A key initiative within the QPP, APMs are Medicare payment systems that incentivize quality and value. APMs take a variety of forms: accountable care organizations, patient-centered medical homes, bundled payments, and episodes of care. Audiologists and SLPs may participate in the Advanced APM option in 2020. Those who successfully participate will be eligible to receive a 5% lump-sum incentive payment on their Part B services in 2022. An example of an Advanced APM is the Medicare Shared Savings Program ACO-Track 2. Quality reporting metrics and other elements of APM participation are tied to the priorities of the APM entity rather than more “generic” MIPS reporting.

Medicare Targeted Medical Review

The Bipartisan Budget Act of 2018 permanently repealed the hard caps on therapy services and permanently extended the targeted medical review (TMR) process first applied in 2015. Therefore, Medicare beneficiaries should continue to receive medically necessary treatment without arbitrary payment limitations. The law established two financial thresholds, a KX modifier threshold and a TMR threshold. The KX modifier is used on all claims exceeding $2,080, including those over the TMR threshold. The TMR threshold will remain at $3,000 until 2028 when it will be updated annually in the same manner as the KX modifier threshold. More information about the impact of the permanent repeal of the cap and the targeted medical review process can be found on the ASHA website.

Hospital Outpatient Prospective Payment System (OPPS)

Medicare pays for outpatient hospital audiology services under the OPPS. However, most speech-language pathology services provided in hospital outpatient settings are paid under the MPFS.

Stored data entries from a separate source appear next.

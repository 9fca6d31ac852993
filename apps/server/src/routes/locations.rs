use crate::state::ApiState;
use axum::Json;
use axum::extract::State;
use homeval_domain::constants::ESTIMATION_TAG;
use serde::Serialize;
use utoipa::ToSchema;

/// All location names the model was trained against.
#[derive(Debug, Serialize, ToSchema)]
pub(crate) struct LocationsResponse {
    status: &'static str,
    total_locations: usize,
    locations: Vec<String>,
}

#[utoipa::path(
    get,
    path = "/get_location_names",
    responses((status = OK, description = "Known location names", body = LocationsResponse)),
    tag = ESTIMATION_TAG,
)]
pub(crate) async fn get_location_names(State(state): State<ApiState>) -> Json<LocationsResponse> {
    let locations = state.estimator.locations().to_vec();

    Json(LocationsResponse { status: "success", total_locations: locations.len(), locations })
}
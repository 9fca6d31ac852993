use std::borrow::Cow;
use std::path::PathBuf;

/// Startup-fatal failures while loading or assembling the estimator.
///
/// These block service readiness: the process must not accept requests
/// after any of them.
#[derive(Debug, thiserror::Error)]
pub enum EngineError {
    /// An artifact file is absent on disk.
    #[error("artifact not found: {path}")]
    ArtifactMissing { path: PathBuf },

    /// An artifact file exists but cannot be used (unparseable content,
    /// too few schema columns, or a model/schema width mismatch).
    #[error("artifact {path} is malformed: {message}")]
    ArtifactMalformed { path: PathBuf, message: String },

    /// The schema and model artifacts disagree on the feature-vector
    /// width. A mismatched pair would misprice silently if accepted.
    #[error("artifact pair mismatch: {message}")]
    ArtifactMismatch { message: String },

    /// The estimator was asked to assemble before both artifacts were
    /// supplied.
    #[error("estimator is not ready: {message}")]
    NotReady { message: Cow<'static, str> },
}

/// Client-side request rejections, surfaced as structured 400 responses.
///
/// Detected before any inference work is performed; an unknown location is
/// deliberately *not* represented here (it is a modeled soft fallback, not
/// an error).
#[derive(Debug, Clone, PartialEq, thiserror::Error)]
pub enum ValidationError {
    #[error("Missing required field: {0}")]
    MissingField(&'static str),

    #[error("Invalid value type for field: {0}")]
    InvalidType(&'static str),

    #[error("All numeric values must be positive: {0}")]
    NonPositiveValue(&'static str),

    #[error("{field} seems unrealistic (max: {max})")]
    OutOfRange { field: &'static str, max: f64 },
}
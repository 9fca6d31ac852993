//! Service-wide constants.

/// Currency unit reported with every estimate.
pub const CURRENCY: &str = "INR Lakhs";

/// OpenAPI tag for system endpoints (health, metadata).
pub const SYSTEM_TAG: &str = "System";

/// OpenAPI tag for estimation endpoints.
pub const ESTIMATION_TAG: &str = "Estimation";

/// Number of reserved numeric columns at the head of the schema
/// (`total_sqft`, `bath`, `bhk`); everything after is a location indicator.
pub const RESERVED_COLUMNS: usize = 3;
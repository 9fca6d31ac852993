//! Shared domain models for the home price estimation service.
//!
//! Pure data definitions only: configuration structs and service-wide
//! constants. No I/O, no business logic.

pub mod config;
pub mod constants;
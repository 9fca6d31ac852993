//! # Home Price Estimation Server
//!
//! Serves a pre-trained linear regression model over HTTP with `Axum`.
//! Artifacts are loaded once at startup; the server refuses to bind if
//! either artifact is missing or malformed.
//!
//! ## Example
//! ```no_run
//! use homeval_server::Server;
//!
//! #[tokio::main]
//! async fn main() -> anyhow::Result<()> {
//!     Server::builder()
//!         .port(5000)
//!         .build()?
//!         .run()
//!         .await
//! }
//! ```

mod config;
mod error;
pub mod router;
mod routes;
pub mod state;

pub use crate::config::{ConfigError, load_config};

use crate::state::ApiState;
use anyhow::{Context, Result};
use axum_server::Handle;
use homeval_domain::config::ApiConfig;
use homeval_engine::Estimator;
use std::net::SocketAddr;
use tokio::signal;
use tracing::{error, info};

/// A fluent builder for configuring and initializing the [`Server`].
#[must_use = "builders do nothing unless you call .build()"]
#[derive(Debug, Default)]
pub struct ServerBuilder {
    cfg: ApiConfig,
}

impl ServerBuilder {
    /// Set up the server's configuration.
    pub fn config(mut self, cfg: ApiConfig) -> Self {
        self.cfg = cfg;
        self
    }

    pub fn port(mut self, port: u16) -> Self {
        self.cfg.server.port = port;
        self
    }

    /// Consumes the builder and initializes the server.
    ///
    /// # Process
    /// 1. Loads the column schema and regression model artifacts
    /// 2. Cross-checks the artifact pair (schema width vs model width)
    /// 3. Constructs the shared application state
    ///
    /// # Errors
    /// Returns an error if either artifact is missing, malformed, or the
    /// pair is inconsistent. This is fatal: the process must not begin
    /// accepting requests in a partially-initialized state.
    pub fn build(self) -> Result<Server> {
        let artifacts = &self.cfg.artifacts;

        info!(
            schema = %artifacts.schema.display(),
            model = %artifacts.model.display(),
            "Loading saved artifacts"
        );

        let estimator = Estimator::load(&artifacts.schema, &artifacts.model)
            .context("Failed to load training artifacts")?;

        info!(
            total_locations = estimator.locations().len(),
            total_features = estimator.schema().size(),
            "Model and artifacts loaded"
        );

        Ok(Server { state: ApiState::new(self.cfg, estimator) })
    }
}

/// A fully initialized server instance ready to run.
#[must_use = "call .run().await to start the server"]
#[derive(Debug)]
pub struct Server {
    state: ApiState,
}

impl Server {
    /// Returns a new [`ServerBuilder`] to configure the server.
    pub fn builder() -> ServerBuilder {
        ServerBuilder::default()
    }

    /// Starts the server and runs until the shutdown signal is received.
    ///
    /// # Errors
    /// Returns an error if the server fails to bind to the configured
    /// address.
    pub async fn run(self) -> Result<()> {
        let cfg = self.state.config.clone();
        let address = SocketAddr::new(cfg.server.address, cfg.server.port);

        let app = router::init(self.state);

        // Graceful shutdown on SIGINT/SIGTERM
        let handle = Handle::<SocketAddr>::new();
        let shutdown_handle = handle.clone();

        tokio::spawn(async move {
            if let Err(e) = shutdown_signal().await {
                error!("Error while waiting for shutdown signal: {e}");
                return;
            }
            info!("Shutdown signal received, starting graceful shutdown...");
            shutdown_handle.graceful_shutdown(Some(std::time::Duration::from_secs(30)));
        });

        info!("Starting HTTP server on http://{address}");

        axum_server::bind(address)
            .handle(handle)
            .serve(app.into_make_service())
            .await
            .context("HTTP server failed")?;

        info!("Server shutdown complete");
        Ok(())
    }

    /// Returns a reference to the application state.
    #[must_use]
    pub const fn state(&self) -> &ApiState {
        &self.state
    }
}

/// Listens for shutdown signals (Ctrl+C, SIGTERM).
async fn shutdown_signal() -> Result<()> {
    let ctrl_c = async { signal::ctrl_c().await.context("Failed to install Ctrl+C handler") };

    #[cfg(unix)]
    let terminate = async {
        signal::unix::signal(signal::unix::SignalKind::terminate())
            .context("Failed to install SIGTERM handler")?
            .recv()
            .await;
        Ok::<_, anyhow::Error>(())
    };

    #[cfg(not(unix))]
    let terminate = std::future::pending::<Result<()>>();

    tokio::select! {
        res = ctrl_c => {
            res.context("Ctrl+C signal received")?;
        },
        res = terminate => {
            res.context("SIGTERM signal received")?;
        },
    }

    Ok(())
}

Payment Updates and APC Changes

OPPS rates will increase by 2.6%. Additionally, changes to Ambulatory Payment Classifications (APCs) may result in adjusted payment rates for certain audiology services. ASHA will conduct a careful analysis of these changes and publish the final payment rates on ASHA’s website.

Requirements for Hospitals to Make Public a List of Their Standard Charges

CMS did not finalize any policies associated with this price transparency initiative and will issue a separate final rule at a later date. Under the proposal, CMS would require all hospitals (except for federally owned or operated hospitals) to publish charges (both gross charges and negotiated rates with insurers) on their websites to arm consumers with cost data to ensure they can make educated choices regarding where to receive services. If a hospital fails to do so, CMS will impose a civil monetary penalty (CMP) of $300 a day until the hospital comes into compliance with this policy. ASHA has supported price transparency in previous comments but will continue to work with CMS to ensure implementation imposes as little burden to providers and institutions as possible.

Site Neutral Payment for Services Provided in Outpatient Hospitals (OPPS) and Physician Offices (Fee Schedule)

Section 603 of the Bipartisan Budget Act of 2015 requires site neutral payments for services, including audiology services, regardless of whether they are provided by an outpatient hospital department or an independent physician’s office. This change in the law is in response to concerns that the higher OPPS rate was being paid when the service was provided in the outpatient hospital department despite similar costs experienced by independent physician offices. Therefore, for services to which the site neutral payment policy applies, a fee schedule rate will be paid instead of the higher OPPS rate. CMS phased in implementation of this policy over two years and 2020 is the final year of the transition. With the completion of this two-year transition, the reduced rate will be paid under the OPPS in 2020.